Figure 2. VIT overexpression prevents autophagy-associated gene induction. (A) QPCR analysis of pha-4 and pha-4-regulated autophagy targets lgg-1 and lgg-2, (B) daf-16 and daf-16-regulated targets sod-3 and C08H9.1 as well as (C) members of the lysosomal acid lipase gene family (lipl-1 to lipl-8) in d-1 WT, glp-1, daf-2 animals and their transgenic counterparts. N = 3 per condition. Graphs represent mean±SD; *, P<0.05 vs parent strain using the Student t test.
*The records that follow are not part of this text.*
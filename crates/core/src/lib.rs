//! Core types for the anteroom staging store
//!
//! This crate holds the pieces every other layer builds on:
//! - [`Document`]: a typed JSON record with path-based mutation
//! - [`DocumentDescriptor`]: the explicit per-type declaration surface
//! - [`Metadata`]: identity/version resolution and the reverse embedding graph
//! - [`Error`]: the shared error taxonomy

pub mod descriptor;
pub mod document;
pub mod error;
pub mod metadata;

pub use descriptor::{
    extract_field, DescriptorBuilder, DocumentDescriptor, FieldDecl, FieldRole, IndexDecl,
    KeyExtractor,
};
pub use document::{Document, TypeName};
pub use error::{Error, Result};
pub use metadata::{
    DependentDescriptor, IdentityAccessor, Metadata, MetadataBuilder, VersionAccessor,
};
Recent reports suggest that the transcriptional induction of lysosomal lipolysis genes contributes to longevity in glp-1 and daf-2 animals by stimulating lipophagy.Citation21,39 We analyzed the expression of lysosomal lipase genes in glp-1 and daf-2 mutants and found that relative to wild-type animals, these long-lived mutants express significantly higher levels of 4 or more lysosomal acid lipase genes relative to wild-type (), which corresponded to significantly higher lysosomal acid lipase activity (Fig. S1D). Strikingly, vit-2 overexpression markedly inhibited the induction of several lysosomal acid lipase genes of the lipl family, specifically lipl-1 to lipl-8 in glp-1, and lipl-1, −2, −4 and -8 in daf-2 animals (). Accompanying this observation was the significant decrease in lysosomal acid lipase activity in glp-1 mutants, and to a smaller extent in daf-2 animals expressing vit-2::GFP (−85% and −25%, respectively) (Fig. S1D). The effect of expressing vit-2::GFP on lipase expression appeared specific to lysosomal acid lipases, as the expression of cytosolic lipase genes, atgl-1 and hosl-1 had no notable change (Fig. S1E). Therefore, by artificially increasing the production of VITs, we effectively interfered with the expression of pha-4 and daf-16, as well as their targets, which include autophagy and lysosomal lipase genes. This previously unrecognized link between vitellogenesis, autophagy and lysosomal lipolysis, suggests that VIT production may inhibit the ability of organisms to mount and maintain a protective response to age-related metabolic and proteostatic declines.Citation40
Reducing vitellogenesis increases life span and neutral lipid accumulation
To clarify the role of VITs in the life span of C. elegans, we silenced VITs by using E. coli expressing double-stranded RNA (RNAi) against vit genes (vit-1/2, −3, −4 and −5), and studied the effect on life span and lipid accumulation. Vit-1/2 RNAi (hereafter referred as vit RNAi) sufficed in silencing vit-1 to vit-5 ( and S3A and B), largely due to the high level of homology shared by the targeted sequences. The reduction in vit gene expression resulted in a significant (16 to 40%) increase in the life span of wild-type animals ( and Table S3), without affecting progeny production and pumping rates (Fig. S3C). These observations are consistent with a previous report that also demonstrates life span extension when another RNAi, vit-5, was used (Table S3).Citation33 Altogether, these data indicate that reducing the production of VITs has beneficial effects on the life span of C. elegans without relying on a reproductive trade-off.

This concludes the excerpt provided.